**Dataset entries**
++++++++++

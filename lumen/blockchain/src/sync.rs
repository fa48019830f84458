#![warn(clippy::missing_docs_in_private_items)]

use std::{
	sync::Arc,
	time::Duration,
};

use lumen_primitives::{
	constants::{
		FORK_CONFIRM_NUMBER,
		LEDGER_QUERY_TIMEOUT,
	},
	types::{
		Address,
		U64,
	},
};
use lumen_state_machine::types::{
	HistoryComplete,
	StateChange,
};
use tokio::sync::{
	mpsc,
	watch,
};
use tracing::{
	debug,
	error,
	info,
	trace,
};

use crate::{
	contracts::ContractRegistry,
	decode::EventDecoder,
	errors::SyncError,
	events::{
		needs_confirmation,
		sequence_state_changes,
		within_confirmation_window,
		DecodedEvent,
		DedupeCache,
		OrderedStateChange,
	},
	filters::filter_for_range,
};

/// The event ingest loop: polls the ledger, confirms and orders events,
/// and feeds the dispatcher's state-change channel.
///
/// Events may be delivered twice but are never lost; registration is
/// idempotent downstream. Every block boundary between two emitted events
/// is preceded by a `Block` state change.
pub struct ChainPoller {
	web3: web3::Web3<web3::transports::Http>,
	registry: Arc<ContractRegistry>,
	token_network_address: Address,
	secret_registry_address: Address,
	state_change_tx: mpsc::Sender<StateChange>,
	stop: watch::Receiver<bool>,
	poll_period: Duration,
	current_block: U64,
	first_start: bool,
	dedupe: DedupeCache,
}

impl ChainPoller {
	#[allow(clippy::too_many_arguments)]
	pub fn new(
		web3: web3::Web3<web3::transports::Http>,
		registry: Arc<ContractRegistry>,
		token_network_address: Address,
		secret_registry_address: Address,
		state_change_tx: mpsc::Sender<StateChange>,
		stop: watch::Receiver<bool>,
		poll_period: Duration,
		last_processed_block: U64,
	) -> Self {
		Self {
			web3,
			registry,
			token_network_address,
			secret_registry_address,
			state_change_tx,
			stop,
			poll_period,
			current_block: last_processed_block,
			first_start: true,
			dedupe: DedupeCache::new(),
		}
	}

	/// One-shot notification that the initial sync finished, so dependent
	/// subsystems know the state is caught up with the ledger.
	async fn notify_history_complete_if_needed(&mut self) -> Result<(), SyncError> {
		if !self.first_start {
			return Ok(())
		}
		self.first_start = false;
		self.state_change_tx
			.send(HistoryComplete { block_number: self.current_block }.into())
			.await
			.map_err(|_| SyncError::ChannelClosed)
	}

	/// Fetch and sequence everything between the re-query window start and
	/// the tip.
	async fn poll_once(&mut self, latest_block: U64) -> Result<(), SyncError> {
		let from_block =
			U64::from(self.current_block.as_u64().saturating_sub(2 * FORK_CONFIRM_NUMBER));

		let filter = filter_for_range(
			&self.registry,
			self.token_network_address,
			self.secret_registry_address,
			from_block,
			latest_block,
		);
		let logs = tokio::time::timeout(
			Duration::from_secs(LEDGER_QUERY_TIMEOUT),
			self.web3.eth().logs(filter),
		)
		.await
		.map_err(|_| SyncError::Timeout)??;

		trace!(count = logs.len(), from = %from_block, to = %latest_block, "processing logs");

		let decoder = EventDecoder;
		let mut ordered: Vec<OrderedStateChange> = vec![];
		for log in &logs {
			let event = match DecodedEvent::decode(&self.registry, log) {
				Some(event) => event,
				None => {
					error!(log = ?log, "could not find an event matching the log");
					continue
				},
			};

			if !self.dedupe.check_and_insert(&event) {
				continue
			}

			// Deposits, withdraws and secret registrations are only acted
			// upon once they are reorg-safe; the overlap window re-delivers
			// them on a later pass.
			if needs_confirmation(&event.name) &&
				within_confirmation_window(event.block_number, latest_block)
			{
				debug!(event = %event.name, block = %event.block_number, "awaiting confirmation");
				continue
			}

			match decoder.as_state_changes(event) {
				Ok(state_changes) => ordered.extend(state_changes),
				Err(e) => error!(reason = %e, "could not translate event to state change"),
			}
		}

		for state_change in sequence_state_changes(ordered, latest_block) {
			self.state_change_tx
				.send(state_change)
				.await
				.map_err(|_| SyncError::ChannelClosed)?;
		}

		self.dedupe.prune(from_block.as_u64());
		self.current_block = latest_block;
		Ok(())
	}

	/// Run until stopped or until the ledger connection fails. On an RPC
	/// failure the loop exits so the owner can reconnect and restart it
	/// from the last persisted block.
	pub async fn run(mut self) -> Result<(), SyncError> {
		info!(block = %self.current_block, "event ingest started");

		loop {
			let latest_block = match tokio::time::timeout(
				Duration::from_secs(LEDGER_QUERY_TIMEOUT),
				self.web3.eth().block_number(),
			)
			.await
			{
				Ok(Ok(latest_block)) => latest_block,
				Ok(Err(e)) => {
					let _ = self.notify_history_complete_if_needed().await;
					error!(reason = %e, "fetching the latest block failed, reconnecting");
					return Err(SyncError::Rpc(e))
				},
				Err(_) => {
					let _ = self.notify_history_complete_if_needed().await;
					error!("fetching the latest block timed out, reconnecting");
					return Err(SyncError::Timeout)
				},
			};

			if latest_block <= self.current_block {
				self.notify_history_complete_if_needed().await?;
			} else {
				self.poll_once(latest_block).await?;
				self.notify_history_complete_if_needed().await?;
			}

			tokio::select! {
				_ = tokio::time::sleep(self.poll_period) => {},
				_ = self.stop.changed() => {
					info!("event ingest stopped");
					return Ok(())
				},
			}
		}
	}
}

++++++++++

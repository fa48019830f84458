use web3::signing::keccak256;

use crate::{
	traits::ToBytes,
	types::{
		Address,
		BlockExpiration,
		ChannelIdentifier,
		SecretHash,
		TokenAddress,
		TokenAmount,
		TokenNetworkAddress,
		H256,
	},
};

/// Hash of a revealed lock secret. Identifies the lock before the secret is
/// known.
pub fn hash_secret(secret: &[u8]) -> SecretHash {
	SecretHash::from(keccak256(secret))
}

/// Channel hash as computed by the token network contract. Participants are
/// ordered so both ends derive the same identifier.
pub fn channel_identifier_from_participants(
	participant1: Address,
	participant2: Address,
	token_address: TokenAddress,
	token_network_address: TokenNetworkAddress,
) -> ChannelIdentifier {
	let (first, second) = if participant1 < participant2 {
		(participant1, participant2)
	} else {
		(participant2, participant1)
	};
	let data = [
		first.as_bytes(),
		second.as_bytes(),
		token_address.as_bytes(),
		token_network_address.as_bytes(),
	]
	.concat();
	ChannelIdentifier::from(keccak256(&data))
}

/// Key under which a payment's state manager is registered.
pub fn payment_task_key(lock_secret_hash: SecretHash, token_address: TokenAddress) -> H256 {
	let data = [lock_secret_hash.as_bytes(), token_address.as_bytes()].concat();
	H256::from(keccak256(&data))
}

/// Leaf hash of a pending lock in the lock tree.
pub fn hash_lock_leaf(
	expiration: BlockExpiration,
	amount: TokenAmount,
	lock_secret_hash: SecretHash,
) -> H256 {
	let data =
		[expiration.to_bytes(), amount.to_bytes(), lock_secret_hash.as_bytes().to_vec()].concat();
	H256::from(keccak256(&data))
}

++++++++++

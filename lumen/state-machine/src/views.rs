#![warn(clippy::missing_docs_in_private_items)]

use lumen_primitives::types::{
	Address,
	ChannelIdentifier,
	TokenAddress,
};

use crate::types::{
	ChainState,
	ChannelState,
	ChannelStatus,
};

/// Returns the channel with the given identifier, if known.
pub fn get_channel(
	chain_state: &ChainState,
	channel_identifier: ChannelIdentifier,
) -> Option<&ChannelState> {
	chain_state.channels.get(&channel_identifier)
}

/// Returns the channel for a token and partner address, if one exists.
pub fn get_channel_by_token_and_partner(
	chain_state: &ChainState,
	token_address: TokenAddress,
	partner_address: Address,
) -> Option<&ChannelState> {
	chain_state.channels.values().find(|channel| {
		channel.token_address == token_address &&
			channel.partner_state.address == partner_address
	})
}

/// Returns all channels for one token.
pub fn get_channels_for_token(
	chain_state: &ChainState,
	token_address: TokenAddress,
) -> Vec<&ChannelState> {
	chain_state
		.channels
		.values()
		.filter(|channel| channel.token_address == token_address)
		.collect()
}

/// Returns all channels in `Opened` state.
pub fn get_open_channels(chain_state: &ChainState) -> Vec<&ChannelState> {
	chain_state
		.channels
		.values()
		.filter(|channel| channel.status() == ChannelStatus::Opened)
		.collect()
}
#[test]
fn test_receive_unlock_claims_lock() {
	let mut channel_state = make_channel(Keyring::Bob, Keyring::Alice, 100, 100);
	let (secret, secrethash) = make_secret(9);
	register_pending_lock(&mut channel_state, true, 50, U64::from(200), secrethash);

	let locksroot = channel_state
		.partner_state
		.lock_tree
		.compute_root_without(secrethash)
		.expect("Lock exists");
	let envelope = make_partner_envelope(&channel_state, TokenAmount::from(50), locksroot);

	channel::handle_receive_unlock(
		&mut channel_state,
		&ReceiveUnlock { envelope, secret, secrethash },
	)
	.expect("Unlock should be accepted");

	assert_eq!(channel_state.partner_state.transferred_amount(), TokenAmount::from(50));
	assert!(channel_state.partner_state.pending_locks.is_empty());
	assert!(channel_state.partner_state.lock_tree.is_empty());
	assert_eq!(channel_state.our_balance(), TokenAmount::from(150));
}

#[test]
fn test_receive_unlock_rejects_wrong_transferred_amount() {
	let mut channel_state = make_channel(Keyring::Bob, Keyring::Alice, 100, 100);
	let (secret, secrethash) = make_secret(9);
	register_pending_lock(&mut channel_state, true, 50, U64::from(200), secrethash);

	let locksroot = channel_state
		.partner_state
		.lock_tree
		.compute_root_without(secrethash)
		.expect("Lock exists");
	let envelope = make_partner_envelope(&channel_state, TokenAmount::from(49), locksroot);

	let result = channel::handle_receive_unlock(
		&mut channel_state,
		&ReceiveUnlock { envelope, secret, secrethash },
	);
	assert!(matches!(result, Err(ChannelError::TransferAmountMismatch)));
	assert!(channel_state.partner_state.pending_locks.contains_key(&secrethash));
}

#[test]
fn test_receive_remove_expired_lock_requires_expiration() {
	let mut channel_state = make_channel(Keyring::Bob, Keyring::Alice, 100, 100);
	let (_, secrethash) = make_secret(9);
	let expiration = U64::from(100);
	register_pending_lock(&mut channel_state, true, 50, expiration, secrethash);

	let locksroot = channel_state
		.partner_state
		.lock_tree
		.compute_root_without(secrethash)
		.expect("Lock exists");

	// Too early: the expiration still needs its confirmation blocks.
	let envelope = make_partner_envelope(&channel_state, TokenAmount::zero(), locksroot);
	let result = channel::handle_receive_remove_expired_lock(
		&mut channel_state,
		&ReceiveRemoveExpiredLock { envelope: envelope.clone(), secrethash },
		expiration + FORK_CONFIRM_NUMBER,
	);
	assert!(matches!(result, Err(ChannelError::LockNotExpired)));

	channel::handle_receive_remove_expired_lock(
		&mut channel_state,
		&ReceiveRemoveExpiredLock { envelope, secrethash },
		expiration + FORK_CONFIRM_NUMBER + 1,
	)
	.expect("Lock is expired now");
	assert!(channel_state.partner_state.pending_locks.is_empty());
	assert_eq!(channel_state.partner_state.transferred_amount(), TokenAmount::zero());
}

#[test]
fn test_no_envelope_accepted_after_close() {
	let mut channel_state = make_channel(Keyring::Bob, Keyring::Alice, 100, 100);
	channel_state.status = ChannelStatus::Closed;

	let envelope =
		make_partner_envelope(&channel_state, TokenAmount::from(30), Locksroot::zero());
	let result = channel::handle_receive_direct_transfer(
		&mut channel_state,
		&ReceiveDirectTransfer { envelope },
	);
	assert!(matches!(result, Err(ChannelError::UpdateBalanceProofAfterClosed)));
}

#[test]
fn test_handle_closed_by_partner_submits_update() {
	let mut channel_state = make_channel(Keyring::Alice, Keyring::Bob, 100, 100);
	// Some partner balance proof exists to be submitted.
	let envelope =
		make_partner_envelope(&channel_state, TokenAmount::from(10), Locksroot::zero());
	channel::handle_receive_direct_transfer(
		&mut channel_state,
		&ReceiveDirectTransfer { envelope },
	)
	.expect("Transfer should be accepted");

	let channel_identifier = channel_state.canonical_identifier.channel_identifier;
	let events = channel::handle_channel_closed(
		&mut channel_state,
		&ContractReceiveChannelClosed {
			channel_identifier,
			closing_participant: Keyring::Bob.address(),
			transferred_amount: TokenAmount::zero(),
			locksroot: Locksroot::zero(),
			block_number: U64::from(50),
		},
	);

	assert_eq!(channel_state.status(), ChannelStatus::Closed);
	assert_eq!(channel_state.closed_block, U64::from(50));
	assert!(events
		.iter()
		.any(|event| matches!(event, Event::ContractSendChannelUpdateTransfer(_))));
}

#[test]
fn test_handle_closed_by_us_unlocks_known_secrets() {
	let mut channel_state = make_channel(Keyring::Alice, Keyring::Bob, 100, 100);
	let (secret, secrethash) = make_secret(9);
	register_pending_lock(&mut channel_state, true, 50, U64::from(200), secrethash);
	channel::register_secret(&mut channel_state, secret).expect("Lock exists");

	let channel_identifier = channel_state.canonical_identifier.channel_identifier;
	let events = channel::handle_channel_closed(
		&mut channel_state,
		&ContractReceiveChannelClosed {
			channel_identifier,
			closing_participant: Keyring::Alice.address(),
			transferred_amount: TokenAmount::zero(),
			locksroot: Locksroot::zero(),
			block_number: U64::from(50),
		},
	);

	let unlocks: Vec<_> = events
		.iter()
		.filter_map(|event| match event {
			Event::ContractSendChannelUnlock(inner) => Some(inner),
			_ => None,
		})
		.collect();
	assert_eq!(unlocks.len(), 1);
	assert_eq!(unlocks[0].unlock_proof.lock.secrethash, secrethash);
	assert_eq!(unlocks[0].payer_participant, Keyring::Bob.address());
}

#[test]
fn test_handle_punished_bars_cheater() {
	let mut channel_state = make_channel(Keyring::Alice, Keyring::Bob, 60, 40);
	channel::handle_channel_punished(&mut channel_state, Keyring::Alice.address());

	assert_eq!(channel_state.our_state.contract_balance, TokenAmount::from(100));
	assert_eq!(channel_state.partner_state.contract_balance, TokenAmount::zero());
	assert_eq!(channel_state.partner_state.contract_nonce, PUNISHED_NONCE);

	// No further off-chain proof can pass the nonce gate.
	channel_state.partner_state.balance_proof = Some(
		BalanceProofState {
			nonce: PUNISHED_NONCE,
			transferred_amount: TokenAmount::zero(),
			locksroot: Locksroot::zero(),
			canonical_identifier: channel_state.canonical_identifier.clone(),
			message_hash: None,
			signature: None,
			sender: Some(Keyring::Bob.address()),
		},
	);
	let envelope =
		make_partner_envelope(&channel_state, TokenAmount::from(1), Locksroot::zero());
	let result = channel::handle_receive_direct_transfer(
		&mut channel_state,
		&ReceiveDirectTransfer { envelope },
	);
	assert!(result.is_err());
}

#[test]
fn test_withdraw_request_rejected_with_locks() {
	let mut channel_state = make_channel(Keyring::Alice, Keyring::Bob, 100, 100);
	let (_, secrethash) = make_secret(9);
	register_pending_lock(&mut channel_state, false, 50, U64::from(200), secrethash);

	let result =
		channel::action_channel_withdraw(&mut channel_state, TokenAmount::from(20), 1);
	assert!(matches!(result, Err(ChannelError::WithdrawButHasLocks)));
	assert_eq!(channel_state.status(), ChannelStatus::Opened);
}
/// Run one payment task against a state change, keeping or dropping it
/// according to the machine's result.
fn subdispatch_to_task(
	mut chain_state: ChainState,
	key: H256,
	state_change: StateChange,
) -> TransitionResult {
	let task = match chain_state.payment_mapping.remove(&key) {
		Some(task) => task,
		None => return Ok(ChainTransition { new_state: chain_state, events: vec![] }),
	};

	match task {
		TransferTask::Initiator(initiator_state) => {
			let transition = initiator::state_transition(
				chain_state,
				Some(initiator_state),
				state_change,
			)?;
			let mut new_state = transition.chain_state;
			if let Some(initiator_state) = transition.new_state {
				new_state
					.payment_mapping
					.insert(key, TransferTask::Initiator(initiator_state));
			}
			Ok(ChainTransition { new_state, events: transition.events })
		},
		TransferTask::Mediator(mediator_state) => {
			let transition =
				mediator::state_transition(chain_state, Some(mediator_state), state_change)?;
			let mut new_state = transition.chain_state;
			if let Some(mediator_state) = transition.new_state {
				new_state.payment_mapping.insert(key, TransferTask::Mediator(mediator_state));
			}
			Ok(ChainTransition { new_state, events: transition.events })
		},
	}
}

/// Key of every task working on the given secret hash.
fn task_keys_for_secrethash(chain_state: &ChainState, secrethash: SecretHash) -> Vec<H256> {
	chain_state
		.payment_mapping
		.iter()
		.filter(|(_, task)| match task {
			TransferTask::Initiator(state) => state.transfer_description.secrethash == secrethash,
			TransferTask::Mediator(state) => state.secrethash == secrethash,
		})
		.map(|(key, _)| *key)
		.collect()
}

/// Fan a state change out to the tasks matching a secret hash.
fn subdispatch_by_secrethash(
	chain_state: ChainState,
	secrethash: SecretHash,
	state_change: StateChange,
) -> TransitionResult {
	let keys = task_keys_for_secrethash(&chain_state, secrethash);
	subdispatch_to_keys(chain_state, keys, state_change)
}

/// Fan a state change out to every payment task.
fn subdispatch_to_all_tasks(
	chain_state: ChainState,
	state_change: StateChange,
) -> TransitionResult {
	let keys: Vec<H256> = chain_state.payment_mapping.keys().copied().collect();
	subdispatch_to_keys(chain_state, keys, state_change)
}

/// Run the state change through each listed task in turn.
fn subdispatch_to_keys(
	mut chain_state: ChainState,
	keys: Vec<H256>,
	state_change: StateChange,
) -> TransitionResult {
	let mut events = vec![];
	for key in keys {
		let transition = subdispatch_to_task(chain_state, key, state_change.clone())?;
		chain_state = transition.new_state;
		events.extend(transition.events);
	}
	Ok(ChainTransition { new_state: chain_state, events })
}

++++++++++

**Task instructions**
A single number is the whole answer: the tally of lines in the entries that hold "loop".

**Completed exercise**
3